··· AVAILABLE DATA ···
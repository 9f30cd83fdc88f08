use serde::{Deserialize, Serialize};
use uuid::Uuid;

/// An opaque serialized blob: a world, a blueprint, or any other payload a
/// job reads or produces. Stored in canonical JSON form regardless of the
/// wire format it arrived in.
#[derive(Debug, Clone, Serialize, Deserialize)]
pub struct Resource {
    pub id: Uuid,
    pub json_data: String,
    pub file_format_version: i32,
}

impl Resource {
    pub fn new(id: Uuid, json_data: String, file_format_version: i32) -> Self {
        Self {
            id,
            json_data,
            file_format_version,
        }
    }
}
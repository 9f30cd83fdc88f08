pub mod client;
pub mod message;
pub mod registry;
pub mod router;
pub mod server;

pub use message::{JobSubmission, Message, ResourceFormat};
pub use registry::{ChannelHandle, ConnectionId, ConnectionRegistry};
pub use router::{MessageRouter, ServerContext};
pub use server::SocketServer;
use tokio_util::sync::CancellationToken;

/// Install a shutdown handler for the process.
///
/// Returns a `CancellationToken` cancelled on SIGTERM or SIGINT. The accept
/// loop and the enforcer loop monitor this token and drain gracefully.
pub fn install_shutdown_handler() -> CancellationToken {
    let token = CancellationToken::new();
    let token_clone = token.clone();

    tokio::spawn(async move {
        wait_for_signal().await;
        tracing::info!("Shutdown signal received, stopping");
        token_clone.cancel();
    });

    token
}

#[cfg(unix)]
async fn wait_for_signal() {
    use tokio::signal::unix::{signal, SignalKind};

    let mut sigterm = signal(SignalKind::terminate()).expect("failed to install SIGTERM handler");
    let mut sigint = signal(SignalKind::interrupt()).expect("failed to install SIGINT handler");

    tokio::select! {
        _ = sigterm.recv() => {}
        _ = sigint.recv() => {}
    }
}

#[cfg(not(unix))]
async fn wait_for_signal() {
    let _ = tokio::signal::ctrl_c().await;
}
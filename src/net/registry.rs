use std::collections::HashMap;
use std::sync::atomic::{AtomicU64, Ordering};
use std::sync::{Arc, Mutex};

use tokio::sync::mpsc;
use uuid::Uuid;

use crate::net::message::Message;

static NEXT_CONNECTION_ID: AtomicU64 = AtomicU64::new(1);

/// Process-unique identifier for one accepted socket. Disconnect events are
/// keyed by this, not by worker id, because a connection that never completed
/// a pledge has no worker identity.
#[derive(Debug, Clone, Copy, PartialEq, Eq, Hash)]
pub struct ConnectionId(u64);

impl ConnectionId {
    fn next() -> Self {
        Self(NEXT_CONNECTION_ID.fetch_add(1, Ordering::Relaxed))
    }
}

impl std::fmt::Display for ConnectionId {
    fn fmt(&self, f: &mut std::fmt::Formatter<'_>) -> std::fmt::Result {
        write!(f, "conn-{}", self.0)
    }
}

/// Outbound half of one live connection. Cloning shares the same underlying
/// channel; frames are serialized and flushed by the connection's writer task.
#[derive(Debug, Clone)]
pub struct ChannelHandle {
    id: ConnectionId,
    sender: mpsc::UnboundedSender<Message>,
}

impl ChannelHandle {
    pub fn new(sender: mpsc::UnboundedSender<Message>) -> Self {
        Self {
            id: ConnectionId::next(),
            sender,
        }
    }

    pub fn connection_id(&self) -> ConnectionId {
        self.id
    }

    /// Queue a message for the peer. Fails only if the connection's writer
    /// task has already shut down.
    pub fn send(&self, message: Message) -> bool {
        self.sender.send(message).is_ok()
    }
}

/// Binds a worker identity to its live transport channel.
///
/// Purely in-memory: nothing here survives a restart, workers re-pledge and
/// the table rebuilds. A re-pledge over a new connection replaces the old
/// entry; the old socket is left to the transport layer to close.
#[derive(Debug, Clone, Default)]
pub struct ConnectionRegistry {
    inner: Arc<Mutex<HashMap<Uuid, ChannelHandle>>>,
}

impl ConnectionRegistry {
    pub fn new() -> Self {
        Self::default()
    }

    /// Bind `worker_id` to `channel`, superseding any previous binding.
    pub fn register(&self, worker_id: Uuid, channel: ChannelHandle) {
        let mut inner = self.inner.lock().expect("registry lock poisoned");
        if let Some(old) = inner.insert(worker_id, channel) {
            tracing::debug!(
                worker_id = %worker_id,
                old_connection = %old.connection_id(),
                "Worker re-pledged, superseding previous channel"
            );
        }
    }

    pub fn lookup(&self, worker_id: Uuid) -> Option<ChannelHandle> {
        self.inner
            .lock()
            .expect("registry lock poisoned")
            .get(&worker_id)
            .cloned()
    }

    /// Drop whatever binding the closed connection held, if it still holds
    /// one. A binding already superseded by a reconnect is left in place.
    pub fn unregister(&self, connection_id: ConnectionId) {
        self.inner
            .lock()
            .expect("registry lock poisoned")
            .retain(|_, channel| channel.connection_id() != connection_id);
    }

    pub fn len(&self) -> usize {
        self.inner.lock().expect("registry lock poisoned").len()
    }

    pub fn is_empty(&self) -> bool {
        self.len() == 0
    }
}
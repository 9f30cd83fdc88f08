use base64::engine::general_purpose::STANDARD as BASE64;
use base64::Engine as _;
use serde::{Deserialize, Serialize};
use uuid::Uuid;

use crate::error::{Result, ServerError};
use crate::model::{CodeVersion, Job, JobKind};

/// Wire encoding of a resource payload.
///
/// Canonical storage form is JSON; `Packed` is the alternate wire form
/// (base64 over the canonical bytes) used by clients that cannot ship raw
/// JSON through their transport. Unknown format values fail at decode and
/// never reach a handler.
#[derive(Debug, Clone, Copy, PartialEq, Eq, Serialize, Deserialize)]
#[serde(rename_all = "snake_case")]
pub enum ResourceFormat {
    Json,
    Packed,
}

impl ResourceFormat {
    /// Translate an inbound payload into the canonical JSON storage form.
    pub fn decode_to_canonical(&self, data: &str) -> Result<String> {
        match self {
            ResourceFormat::Json => Ok(data.to_string()),
            ResourceFormat::Packed => {
                let bytes = BASE64
                    .decode(data)
                    .map_err(|e| ServerError::Payload(format!("invalid packed payload: {e}")))?;
                String::from_utf8(bytes)
                    .map_err(|e| ServerError::Payload(format!("packed payload is not UTF-8: {e}")))
            }
        }
    }

    /// Re-encode a canonical JSON payload for the wire.
    pub fn encode_from_canonical(&self, json: &str) -> String {
        match self {
            ResourceFormat::Json => json.to_string(),
            ResourceFormat::Packed => BASE64.encode(json.as_bytes()),
        }
    }
}

/// A client's job submission: the job id and kind plus everything the
/// scheduler needs to gate and order it.
#[derive(Debug, Clone, Serialize, Deserialize)]
pub struct JobSubmission {
    pub job_id: Uuid,
    #[serde(flatten)]
    pub kind: JobKind,
    #[serde(default)]
    pub priority: i32,
    #[serde(default)]
    pub dependencies: Vec<Uuid>,
    #[serde(default)]
    pub input_resources: Vec<Uuid>,
    #[serde(default)]
    pub output_resources: Vec<Uuid>,
}

/// Every message that crosses a worker or client socket, in both directions.
///
/// Closed set: the router matches on this exhaustively, so an unrecognized
/// `type` tag is a decode error scoped to the single frame that carried it.
#[derive(Debug, Clone, Serialize, Deserialize)]
#[serde(tag = "type", rename_all = "snake_case")]
pub enum Message {
    /// A worker's capacity advertisement. Sent on connect and periodically
    /// thereafter to refresh `last_activity`.
    WorkerPledge {
        worker_id: Uuid,
        throughputs: Vec<u32>,
        active: bool,
        file_format_version: i32,
        code_version: CodeVersion,
    },
    /// Upload a resource payload; also the reply to `RequestResource`.
    SendResource {
        resource_id: Uuid,
        data: String,
        format: ResourceFormat,
    },
    /// Ask for a resource in the given format. An unknown id gets no reply.
    RequestResource {
        resource_id: Uuid,
        format: ResourceFormat,
    },
    /// Submit a job for scheduling.
    CreateJob { job: JobSubmission },
    /// A worker reporting the outcome of a job it had checked out.
    ReportJobCompletion {
        worker_id: Uuid,
        job_id: Uuid,
        succeeded: bool,
    },
    /// Server -> worker: the enforcer checked this job out to you.
    AssignJob { job: Job },
}
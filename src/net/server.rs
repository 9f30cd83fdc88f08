use std::net::SocketAddr;
use std::sync::Arc;

use futures::{SinkExt, StreamExt};
use tokio::net::{TcpListener, TcpStream};
use tokio::sync::mpsc;
use tokio_tungstenite::tungstenite::Message as WsMessage;
use tokio_util::sync::CancellationToken;

use crate::error::Result;
use crate::net::message::Message;
use crate::net::registry::ChannelHandle;
use crate::net::router::{MessageRouter, ServerContext};

/// WebSocket listener for worker and client connections.
///
/// Each accepted socket gets two tasks: a reader that decodes frames and
/// feeds the router, and a writer that drains the connection's outbound
/// channel. The outbound channel's sender is what the registry hands to the
/// enforcer.
pub struct SocketServer {
    addr: SocketAddr,
    ctx: Arc<ServerContext>,
}

impl SocketServer {
    pub fn new(addr: SocketAddr, ctx: Arc<ServerContext>) -> Self {
        Self { addr, ctx }
    }

    /// Accept connections until the shutdown token fires.
    pub async fn run(self, shutdown: CancellationToken) -> Result<()> {
        let listener = TcpListener::bind(self.addr).await?;
        tracing::info!(addr = %self.addr, "Listening for worker connections");

        loop {
            tokio::select! {
                _ = shutdown.cancelled() => {
                    tracing::info!("Listener stopping");
                    break;
                }
                accepted = listener.accept() => {
                    match accepted {
                        Ok((stream, peer)) => {
                            let ctx = self.ctx.clone();
                            tokio::spawn(async move {
                                handle_connection(ctx, stream, peer).await;
                            });
                        }
                        Err(e) => {
                            tracing::warn!(error = %e, "Failed to accept connection");
                        }
                    }
                }
            }
        }
        Ok(())
    }
}

/// Drive one connection from handshake to disconnect.
async fn handle_connection(ctx: Arc<ServerContext>, stream: TcpStream, peer: SocketAddr) {
    let ws = match tokio_tungstenite::accept_async(stream).await {
        Ok(ws) => ws,
        Err(e) => {
            tracing::warn!(peer = %peer, error = %e, "WebSocket handshake failed");
            return;
        }
    };

    let (outbound_tx, mut outbound_rx) = mpsc::unbounded_channel::<Message>();
    let channel = ChannelHandle::new(outbound_tx);
    let connection_id = channel.connection_id();
    tracing::info!(peer = %peer, connection = %connection_id, "Connection opened");

    let (mut sink, mut frames) = ws.split();

    // Writer: serialize queued messages onto the socket. Ends when every
    // sender clone (local handle + any registry binding) is gone.
    let writer = tokio::spawn(async move {
        while let Some(message) = outbound_rx.recv().await {
            let text = match serde_json::to_string(&message) {
                Ok(text) => text,
                Err(e) => {
                    tracing::error!(error = %e, "Failed to serialize outbound message");
                    continue;
                }
            };
            if let Err(e) = sink.send(WsMessage::Text(text)).await {
                tracing::debug!(error = %e, "Outbound socket write failed");
                break;
            }
        }
    });

    let router = MessageRouter::new(ctx.clone());
    while let Some(frame) = frames.next().await {
        match frame {
            Ok(WsMessage::Text(text)) => {
                let message = match serde_json::from_str::<Message>(&text) {
                    Ok(message) => message,
                    Err(e) => {
                        // Fatal for this frame only; the connection stays up.
                        tracing::warn!(
                            connection = %connection_id,
                            error = %e,
                            "Discarding malformed message"
                        );
                        continue;
                    }
                };
                if let Err(e) = router.dispatch(&channel, message).await {
                    tracing::warn!(
                        connection = %connection_id,
                        error = %e,
                        "Message handling failed"
                    );
                }
            }
            Ok(WsMessage::Binary(_)) => {
                tracing::warn!(connection = %connection_id, "Discarding unexpected binary frame");
            }
            Ok(WsMessage::Close(_)) => break,
            Ok(_) => {} // ping/pong handled by the protocol layer
            Err(e) => {
                tracing::debug!(connection = %connection_id, error = %e, "Read failed");
                break;
            }
        }
    }

    // If this connection pledged, drop its binding; a binding already
    // superseded by a reconnect stays.
    ctx.registry.unregister(connection_id);
    drop(channel);
    let _ = writer.await;
    tracing::info!(peer = %peer, connection = %connection_id, "Connection closed");
}
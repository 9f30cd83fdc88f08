use std::net::SocketAddr;
use std::time::Duration;

/// Configuration for a terrarium server process.
#[derive(Debug, Clone)]
pub struct ServerConfig {
    /// Address the WebSocket listener binds to.
    pub listen_addr: SocketAddr,
    /// How often the workload enforcer reconciles job assignments.
    pub enforce_interval: Duration,
    /// Workers whose last pledge is older than this are deactivated.
    pub stale_worker_timeout: Duration,
}

impl Default for ServerConfig {
    fn default() -> Self {
        Self {
            // SAFETY: This is a hardcoded valid address that will always parse
            listen_addr: "127.0.0.1:24816"
                .parse()
                .expect("default listen address is valid"),
            enforce_interval: Duration::from_secs(60),
            stale_worker_timeout: Duration::from_secs(300),
        }
    }
}

impl ServerConfig {
    pub fn new(listen_addr: SocketAddr) -> Self {
        Self {
            listen_addr,
            ..Default::default()
        }
    }

    pub fn with_enforce_interval(mut self, interval: Duration) -> Self {
        self.enforce_interval = interval;
        self
    }

    pub fn with_stale_worker_timeout(mut self, timeout: Duration) -> Self {
        self.stale_worker_timeout = timeout;
        self
    }
}
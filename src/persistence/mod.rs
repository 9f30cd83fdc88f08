pub mod memory;

pub use memory::MemoryPersistence;

use async_trait::async_trait;
use uuid::Uuid;

use crate::error::Result;
use crate::model::{Job, JobStatus, Resource, Worker};

/// Durable store for jobs, workers, and resource blobs.
///
/// This is the single source of truth for scheduler state. Implementations
/// must provide per-record atomic upsert semantics; no cross-record
/// transaction is assumed, every write commits individually. The relational
/// implementation lives outside this crate; [`MemoryPersistence`] backs the
/// default server mode and the test suite.
#[async_trait]
pub trait PersistenceGateway: Send + Sync {
    /// Insert or replace a worker record keyed by worker id.
    async fn upsert_worker(&self, worker: Worker) -> Result<()>;

    async fn fetch_all_workers(&self) -> Result<Vec<Worker>>;

    async fn fetch_active_workers(&self) -> Result<Vec<Worker>>;

    /// Insert or replace a job record keyed by job id.
    async fn upsert_job(&self, job: Job) -> Result<()>;

    async fn fetch_jobs_with_status(&self, status: JobStatus) -> Result<Vec<Job>>;

    /// Update a job's status and checkout owner in one write.
    ///
    /// `checked_out_by` must be `Some` exactly when `status` is
    /// [`JobStatus::Processing`]; callers own that invariant.
    async fn update_job_status(
        &self,
        job_id: Uuid,
        status: JobStatus,
        checked_out_by: Option<Uuid>,
    ) -> Result<()>;

    /// Insert or replace a resource blob keyed by resource id.
    async fn upsert_resource(&self, resource: Resource) -> Result<()>;

    async fn fetch_resource(&self, resource_id: Uuid) -> Result<Option<Resource>>;
}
···
> _PROBLEM TO SOLVE_
Each line in the data that holds the word "enum" must be copied.

> _RESULT_
pub enum ResourceFormat {
pub enum Message {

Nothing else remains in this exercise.